49

913 137 28
                                    

Usapan lembut itu lama-lama terasa mengelikan, membuat aku menatap Jimin yang sedang bermain pada perut besarku. Sambil sesekali dia menciumi semua bagian perutku, "Jimin!" teriak ku sambil memegang perutku.



"Kenapa?" tanya Jimin panik, membuat aku menggigit bibir kuat dan merasakan kembali jika sesuatu di dalam sama menendang perutku.



"Dia menendang," setelah itu kami sama-sama memperhatika permukaan perutku. Hingga pada suatu gelombang, perutku terlihat bergerak dengan getaran pelan.


"Baby, kau baik-baik saja di dalam sana?" tanya Jimin sambil menempelkan kepalanya pada perutku. Hingga tak lama kembali ada reaksi respon lagi di dalam perutku. Seolah-olah anak kami merespon ucapan ayahnya.



"Astaga kau merespon, daddy," ucap Jimin senang, kemudian dia menatapku, "Apa rasanya sakit?" tanya Jimin penasaran.


"Tidak sakit, tapi tadi aku hanya terkejut," jawabku.



Jimin menganggukan kepalanya, kemudian kembali bermain dan mengajak bicara kandunganku. Sampai di dalam sana kembali tenang tanpa pergerakan lagi. Barulah setelah itu Jimin mencium perutku untuk yang terakhir sebelum dia kembali menurunkan bajuku, "Dia sudah tidur," imbuh Jimin terlihat sedih, karena sepertinya dia masih belum puas bermain dengan kandunganku.


"Ibunya mau sekalian aku buat tidur, tidak?" tanya Jimin sambil menepuk-nepuk bantal baru membuat aku menatapnya ngeri.



"Tidak mau, aku ingin mencuci baju."



"Memangnya kau tidak lelah?"



"Lelah kenapa?" ucapku balik bertanya.



"Tadi malam kita habis melakukan aktivitas panjang," Jimin kembali memperjelas kejadian tadi malam. Membuat aku merasa malu, belum lagi saat memikirkan jika tubuh dan perut besarku dilihat oleh Jimin. Jangankan itu, aku bahkan sama sekali tidak percaya diri setiap kali melihat tubuhku sendiri di depan cermin.


"Tapi aku tidak ada bergerak!" jawabku malu, kemudian aku bangun dari tempat tidur sementara Jimin terkekeh karena jawabanku barusan. Hari ini hari minggu, jadi Jiya tidak pergi ke sekolah, dan menurut perkiraan ku saat ini Jiya juga belum bangun. Oleh karena itu aku berencana untuk membuatkan sarapan.

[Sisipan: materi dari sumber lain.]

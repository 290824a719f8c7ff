#![forbid(unsafe_code)]
#![deny(unused_must_use, rustdoc::broken_intra_doc_links, rustdoc::bare_urls)]
#![warn(
    missing_docs,
    unreachable_pub,
    clippy::all,
    clippy::pedantic,
    clippy::nursery
)]

//! File-backed configuration for the Sluice host and CLI.
//!
//! Layout: `model.rs` (typed documents), `defaults.rs` (fallback values),
//! `loader.rs` (file and environment loading), `validate.rs` (field rules),
//! `error.rs` (`ConfigError`).

pub mod defaults;
pub mod error;
pub mod loader;
pub mod model;
pub mod validate;

pub use error::{ConfigError, ConfigResult};
pub use loader::{apply_env_overrides, load_from_path, parse_document};
pub use model::{DelugeConfig, HostSettings, LogFormatSetting, LoggingSettings, SluiceConfig};
pub use validate::validate;
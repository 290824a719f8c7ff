#![forbid(unsafe_code)]
#![deny(unused_must_use, rustdoc::broken_intra_doc_links, rustdoc::bare_urls)]
#![warn(
    missing_docs,
    unreachable_pub,
    clippy::all,
    clippy::pedantic,
    clippy::nursery
)]

//! Toggle entities that mirror Deluge daemon state.
//!
//! Layout: `entity.rs` (`ToggleEntity` contract and shared status),
//! `pause.rs` (`TorrentPauseSwitch`), `alt_speed.rs` (`AltSpeedSwitch`),
//! `platform.rs` (`setup_platform`), `methods.rs` (remote method names),
//! `error.rs` (`SwitchError`, `PlatformError`).

pub mod alt_speed;
pub mod entity;
pub mod error;
pub mod methods;
pub mod pause;
pub mod platform;

pub use alt_speed::{AltSpeedSwitch, AltSpeedThresholds};
pub use entity::{EntitySnapshot, SwitchState, ToggleEntity};
pub use error::{PlatformError, SwitchError, SwitchResult};
pub use pause::TorrentPauseSwitch;
pub use platform::setup_platform;
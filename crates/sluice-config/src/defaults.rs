//! Default values applied when optional configuration keys are omitted.
//!
//! # Design
//! - Keep defaults in one place so the serde model and docs agree.
//! - `UNLIMITED_SPEED` doubles as the "alt speed disabled" sentinel.

/// Default daemon RPC port.
pub const DEFAULT_PORT: u16 = 58846;
/// Default display name prefix for the registered switches.
pub const DEFAULT_NAME: &str = "Deluge";
/// Daemon sentinel meaning "no bandwidth cap".
pub const UNLIMITED_SPEED: f64 = -1.0;
/// Default poll interval in seconds.
pub const DEFAULT_SCAN_INTERVAL_SECS: u64 = 30;
/// Default delay before retrying a not-ready setup, in seconds.
pub const DEFAULT_SETUP_RETRY_SECS: u64 = 30;
/// Default per-call RPC timeout in seconds.
pub const DEFAULT_RPC_TIMEOUT_SECS: u64 = 10;
/// Default log level directive.
pub const DEFAULT_LOG_LEVEL: &str = "info";
/// Default configuration file path when none is supplied.
pub const DEFAULT_CONFIG_PATH: &str = "sluice.yaml";
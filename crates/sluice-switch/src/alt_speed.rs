//! Switch that toggles the daemon's alternate bandwidth caps.

use std::sync::Arc;

use async_trait::async_trait;
use serde_json::{Map, Value, json};
use sluice_config::DelugeConfig;
use sluice_config::defaults::UNLIMITED_SPEED;
use sluice_rpc::{RemoteClient, RpcError, RpcResult};

use crate::entity::{EntityStatus, SwitchState, ToggleEntity};
use crate::error::{SwitchError, SwitchResult};
use crate::methods::{GET_CONFIG_VALUE, MAX_DOWNLOAD_SPEED, MAX_UPLOAD_SPEED, SET_CONFIG};

/// Configured alternate-speed caps; `-1` means unlimited.
#[derive(Debug, Clone, Copy, PartialEq)]
pub struct AltSpeedThresholds {
    upload: f64,
    download: f64,
}

impl AltSpeedThresholds {
    /// Value the daemon uses for "no cap".
    pub const UNLIMITED: f64 = UNLIMITED_SPEED;

    /// Build thresholds from explicit caps.
    #[must_use]
    pub const fn new(upload: f64, download: f64) -> Self {
        Self { upload, download }
    }

    /// Thresholds taken from the daemon configuration.
    #[must_use]
    pub const fn from_config(config: &DelugeConfig) -> Self {
        Self::new(config.upload_alt_speed, config.download_alt_speed)
    }

    /// Upload cap.
    #[must_use]
    pub const fn upload(&self) -> f64 {
        self.upload
    }

    /// Download cap.
    #[must_use]
    pub const fn download(&self) -> f64 {
        self.download
    }
}

/// On while the daemon's caps exactly equal the configured thresholds.
pub struct AltSpeedSwitch {
    client: Arc<dyn RemoteClient>,
    thresholds: AltSpeedThresholds,
    status: EntityStatus,
}

impl AltSpeedSwitch {
    /// Build a switch named `name` over the shared daemon client.
    #[must_use]
    pub fn new(
        name: impl Into<String>,
        client: Arc<dyn RemoteClient>,
        thresholds: AltSpeedThresholds,
    ) -> Self {
        Self {
            client,
            thresholds,
            status: EntityStatus::new(name.into()),
        }
    }

    /// Configured thresholds.
    #[must_use]
    pub const fn thresholds(&self) -> AltSpeedThresholds {
        self.thresholds
    }

    async fn apply_caps(&self, upload: f64, download: f64, operation: &'static str) -> SwitchResult<()> {
        for (key, value) in [(MAX_UPLOAD_SPEED, upload), (MAX_DOWNLOAD_SPEED, download)] {
            let mut change = Map::new();
            change.insert(key.to_string(), json!(value));
            self.client
                .call(SET_CONFIG, vec![Value::Object(change)])
                .await
                .map_err(|err| SwitchError::rpc(operation, &self.status.name, err))?;
        }
        Ok(())
    }

    async fn config_value(&self, key: &str) -> RpcResult<f64> {
        self.client
            .call(GET_CONFIG_VALUE, vec![json!(key)])
            .await?
            .as_f64()
            .ok_or_else(|| RpcError::UnexpectedResponse {
                method: GET_CONFIG_VALUE.to_string(),
                reason: "config_value_not_a_number",
            })
    }

    #[allow(clippy::float_cmp)]
    async fn fetch_state(&self) -> RpcResult<SwitchState> {
        let upload = self.config_value(MAX_UPLOAD_SPEED).await?;
        if upload != self.thresholds.upload {
            return Ok(SwitchState::Off);
        }
        let download = self.config_value(MAX_DOWNLOAD_SPEED).await?;
        Ok(SwitchState::from_bool(download == self.thresholds.download))
    }
}

#[async_trait]
impl ToggleEntity for AltSpeedSwitch {
    fn name(&self) -> &str {
        &self.status.name
    }

    fn state(&self) -> SwitchState {
        self.status.state
    }

    fn available(&self) -> bool {
        self.status.available
    }

    async fn turn_on(&self) -> SwitchResult<()> {
        self.apply_caps(self.thresholds.upload, self.thresholds.download, "turn_on")
            .await
    }

    async fn turn_off(&self) -> SwitchResult<()> {
        self.apply_caps(
            AltSpeedThresholds::UNLIMITED,
            AltSpeedThresholds::UNLIMITED,
            "turn_off",
        )
        .await
    }

    async fn update(&mut self) -> SwitchResult<()> {
        let outcome = self.fetch_state().await;
        self.status.apply(outcome)
    }
}

#[cfg(test)]
mod tests {
    use super::*;
    use sluice_test_support::ScriptedClient;
    use sluice_test_support::fixtures::deluge_config;

    fn switch(client: &Arc<ScriptedClient>, upload: f64, download: f64) -> AltSpeedSwitch {
        let shared: Arc<dyn RemoteClient> = client.clone();
        AltSpeedSwitch::new(
            "Deluge Alt Speed",
            shared,
            AltSpeedThresholds::new(upload, download),
        )
    }

    #[test]
    fn thresholds_follow_config_fields() {
        let thresholds = AltSpeedThresholds::from_config(&deluge_config(100.0, 50.0));
        assert_eq!(thresholds, AltSpeedThresholds::new(50.0, 100.0));
        assert!((thresholds.download() - 100.0).abs() < f64::EPSILON);
    }

    #[tokio::test]
    async fn upload_mismatch_skips_download_read() -> anyhow::Result<()> {
        let client = Arc::new(ScriptedClient::new());
        client.reply(GET_CONFIG_VALUE, json!(49.0));
        let mut entity = switch(&client, 50.0, 100.0);
        entity.update().await?;
        assert_eq!(entity.state(), SwitchState::Off);
        assert!(entity.available());
        assert_eq!(
            client.calls_to(GET_CONFIG_VALUE),
            vec![vec![json!("max_upload_speed")]]
        );
        Ok(())
    }

    #[tokio::test]
    async fn integer_replies_compare_against_float_thresholds() -> anyhow::Result<()> {
        let client = Arc::new(ScriptedClient::new());
        client
            .reply(GET_CONFIG_VALUE, json!(-1))
            .reply(GET_CONFIG_VALUE, json!(-1));
        let mut entity = switch(&client, -1.0, -1.0);
        entity.update().await?;
        assert!(entity.is_on());
        Ok(())
    }

    #[tokio::test]
    async fn near_miss_is_not_a_match() -> anyhow::Result<()> {
        let client = Arc::new(ScriptedClient::new());
        client
            .reply(GET_CONFIG_VALUE, json!(50.0))
            .reply(GET_CONFIG_VALUE, json!(100.000_001));
        let mut entity = switch(&client, 50.0, 100.0);
        entity.update().await?;
        assert_eq!(entity.state(), SwitchState::Off);
        Ok(())
    }

    #[tokio::test]
    async fn non_numeric_config_value_propagates() {
        let client = Arc::new(ScriptedClient::new());
        client.reply(GET_CONFIG_VALUE, json!("fast"));
        let mut entity = switch(&client, 50.0, 100.0);
        let err = entity.update().await.expect_err("shape error propagates");
        assert!(matches!(
            err.rpc_error(),
            RpcError::UnexpectedResponse {
                reason: "config_value_not_a_number",
                ..
            }
        ));
        assert!(!entity.available());
    }
}
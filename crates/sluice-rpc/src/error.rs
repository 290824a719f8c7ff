//! # Design
//!
//! - Keep error messages constant; store operational context in fields.
//! - Separate transport failures (which trigger a reconnect) from daemon-side
//!   errors and shape mismatches (which propagate untouched).
//! - `ConnectionLost` is the only condition callers are expected to absorb.

use std::io;
use std::time::Duration;

use thiserror::Error;

/// Convenience alias for RPC results.
pub type RpcResult<T> = Result<T, RpcError>;

/// Failures raised while decoding or encoding rencode payloads.
#[derive(Debug, Error, Clone, PartialEq, Eq)]
pub enum CodecError {
    /// Input ended before a complete value was read.
    #[error("unexpected end of rencode input")]
    UnexpectedEof {
        /// Byte offset where more input was required.
        offset: usize,
    },
    /// A type code byte did not match any known rencode type.
    #[error("unknown rencode type code")]
    UnknownTypeCode {
        /// Offending type code.
        code: u8,
        /// Byte offset of the type code.
        offset: usize,
    },
    /// A textual integer or length prefix could not be parsed.
    #[error("invalid rencode integer")]
    InvalidInteger {
        /// Byte offset where the integer started.
        offset: usize,
    },
    /// Bytes remained after the top-level value was decoded.
    #[error("trailing bytes after rencode value")]
    TrailingBytes {
        /// Byte offset of the first unread byte.
        offset: usize,
    },
    /// Nested containers exceeded the supported depth.
    #[error("rencode nesting too deep")]
    NestingTooDeep {
        /// Maximum supported depth.
        limit: usize,
    },
}

/// Primary error type for daemon RPC operations.
#[derive(Debug, Error)]
pub enum RpcError {
    /// The daemon actively refused the TCP connection.
    #[error("connection refused by daemon")]
    ConnectionRefused {
        /// `host:port` that refused the connection.
        address: String,
    },
    /// Establishing the TCP connection failed for another reason.
    #[error("failed to connect to daemon")]
    Connect {
        /// `host:port` used for the attempt.
        address: String,
        /// Underlying IO error.
        #[source]
        source: io::Error,
    },
    /// The configured host could not be used as a TLS server name.
    #[error("invalid tls server name")]
    InvalidServerName {
        /// Host value that failed conversion.
        host: String,
    },
    /// Building the TLS client configuration failed.
    #[error("tls configuration failed")]
    TlsConfig {
        /// Underlying rustls error.
        #[source]
        source: rustls::Error,
    },
    /// The TLS handshake with the daemon failed.
    #[error("tls handshake failed")]
    Tls {
        /// `host:port` used for the handshake.
        address: String,
        /// Underlying IO error reported by the TLS stream.
        #[source]
        source: io::Error,
    },
    /// The transport dropped and the single reconnect attempt failed.
    #[error("connection to daemon lost")]
    ConnectionLost {
        /// Method being invoked when the connection was lost.
        method: String,
        /// Failure that ended the reconnect attempt.
        #[source]
        source: Box<RpcError>,
    },
    /// Reading from or writing to the transport failed.
    #[error("transport io failure")]
    Io {
        /// Transport operation identifier.
        operation: &'static str,
        /// Underlying IO error.
        #[source]
        source: io::Error,
    },
    /// A request/response exchange exceeded the configured timeout.
    #[error("daemon call timed out")]
    Timeout {
        /// Method (or connection step) that timed out.
        method: String,
        /// Timeout that elapsed.
        timeout: Duration,
    },
    /// The daemon sent a message that violates the wire protocol.
    #[error("protocol violation")]
    Protocol {
        /// Machine-readable reason.
        reason: &'static str,
        /// Optional detail captured from the offending message.
        detail: Option<String>,
    },
    /// A message body could not be decoded.
    #[error("message codec failure")]
    Codec {
        /// Underlying codec error.
        #[source]
        source: CodecError,
    },
    /// A compressed message body could not be inflated or deflated.
    #[error("message compression failure")]
    Compression {
        /// Underlying zlib error.
        #[source]
        source: io::Error,
    },
    /// The daemon rejected the supplied credentials.
    #[error("daemon rejected credentials")]
    AuthenticationFailed {
        /// Username presented during login.
        username: String,
        /// Exception class reported by the daemon.
        exception: String,
        /// Exception message reported by the daemon.
        message: String,
    },
    /// The daemon raised an exception while handling a call.
    #[error("daemon returned an error")]
    Remote {
        /// Method that raised.
        method: String,
        /// Exception class reported by the daemon.
        exception: String,
        /// Exception message reported by the daemon.
        message: String,
    },
    /// The daemon answered with a value of an unexpected shape.
    #[error("unexpected response shape")]
    UnexpectedResponse {
        /// Method whose response was malformed.
        method: String,
        /// Machine-readable reason.
        reason: &'static str,
    },
}

impl RpcError {
    /// Whether the error indicates the daemon refused the connection outright.
    #[must_use]
    pub const fn is_connection_refused(&self) -> bool {
        matches!(self, Self::ConnectionRefused { .. })
    }

    /// Whether the error marks a lost connection that survived a reconnect attempt.
    #[must_use]
    pub const fn is_connection_lost(&self) -> bool {
        matches!(self, Self::ConnectionLost { .. })
    }

    /// Whether the error came from the transport and warrants dropping the session.
    #[must_use]
    pub const fn is_transport_failure(&self) -> bool {
        matches!(self, Self::Io { .. } | Self::Timeout { .. })
    }

    /// Whether the daemon broke framing rules, leaving the stream unusable.
    #[must_use]
    pub const fn is_protocol_violation(&self) -> bool {
        matches!(self, Self::Protocol { .. })
    }

    pub(crate) fn lost(method: &str, source: Self) -> Self {
        Self::ConnectionLost {
            method: method.to_string(),
            source: Box::new(source),
        }
    }

    pub(crate) const fn protocol(reason: &'static str, detail: Option<String>) -> Self {
        Self::Protocol { reason, detail }
    }
}

impl From<CodecError> for RpcError {
    fn from(source: CodecError) -> Self {
        Self::Codec { source }
    }
}

#[cfg(test)]
mod tests {
    use super::*;
    use std::error::Error;

    #[test]
    fn rpc_error_messages_are_constant() {
        let cases = vec![
            (
                RpcError::ConnectionRefused {
                    address: "127.0.0.1:58846".into(),
                },
                "connection refused by daemon",
                false,
            ),
            (
                RpcError::Io {
                    operation: "read_header",
                    source: io::Error::other("io"),
                },
                "transport io failure",
                true,
            ),
            (
                RpcError::lost(
                    "core.get_session_state",
                    RpcError::ConnectionRefused {
                        address: "127.0.0.1:58846".into(),
                    },
                ),
                "connection to daemon lost",
                true,
            ),
            (
                RpcError::Remote {
                    method: "core.pause_torrent".into(),
                    exception: "InvalidTorrentError".into(),
                    message: "torrent_id not in session".into(),
                },
                "daemon returned an error",
                false,
            ),
            (
                RpcError::from(CodecError::TrailingBytes { offset: 4 }),
                "message codec failure",
                true,
            ),
        ];

        for (err, message, has_source) in cases {
            assert_eq!(err.to_string(), message);
            assert_eq!(err.source().is_some(), has_source);
        }
    }

    #[test]
    fn classification_helpers() {
        let refused = RpcError::ConnectionRefused {
            address: "daemon:58846".into(),
        };
        assert!(refused.is_connection_refused());
        assert!(!refused.is_transport_failure());

        let timeout = RpcError::Timeout {
            method: "core.get_config_value".into(),
            timeout: Duration::from_secs(1),
        };
        assert!(timeout.is_transport_failure());
        assert!(!timeout.is_connection_lost());

        let lost = RpcError::lost("core.get_config_value", timeout);
        assert!(lost.is_connection_lost());
        assert!(!lost.is_transport_failure());
    }
}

"Jadi kau ingin kau yang bergerak?" balas Jimin semakin menggodaku, membuat wajahku semakin memerah. Meninggalkannya di dalam kamar, karna jika aku tetap di kamar Jimin akan semakin gencar menggodaku.

Kemudian aku pergi ke tempat ruang cuci terlebih dahulu, sebelum membuatkan sarapan. Membuka isi mesin cuci, aku sedikit menarik nafas pasrah saat melihat tumpukan pakaian yang begitu banyak di dalam ranjang tumpukan pakaian kotor. Hingga sesaat aku mendengar suara Jimin yang mendekat.




"Kenapa kesini?" tanya ku curiga karena takut dia masih ingin menggodaku.




"Ingin membantu mu," setelah itu tanpa disuruh Jimin mengangkat tumpukan pakaian kotor, lalu dia masukan satu persatu kedalam mesin cuci. Karena pekerjaan ku telah di ambil oleh Jimin, jadi aku memutuskan untuk membuatkan sarapan saja untuk kami.


Aku membuat sosis dan telur goreng, kemudian mengeluarkan daging ayam yang kami beli kemarin siang. Melumuri ayam tersebut dengan bumbu kemudian menggorengnya satu persatu.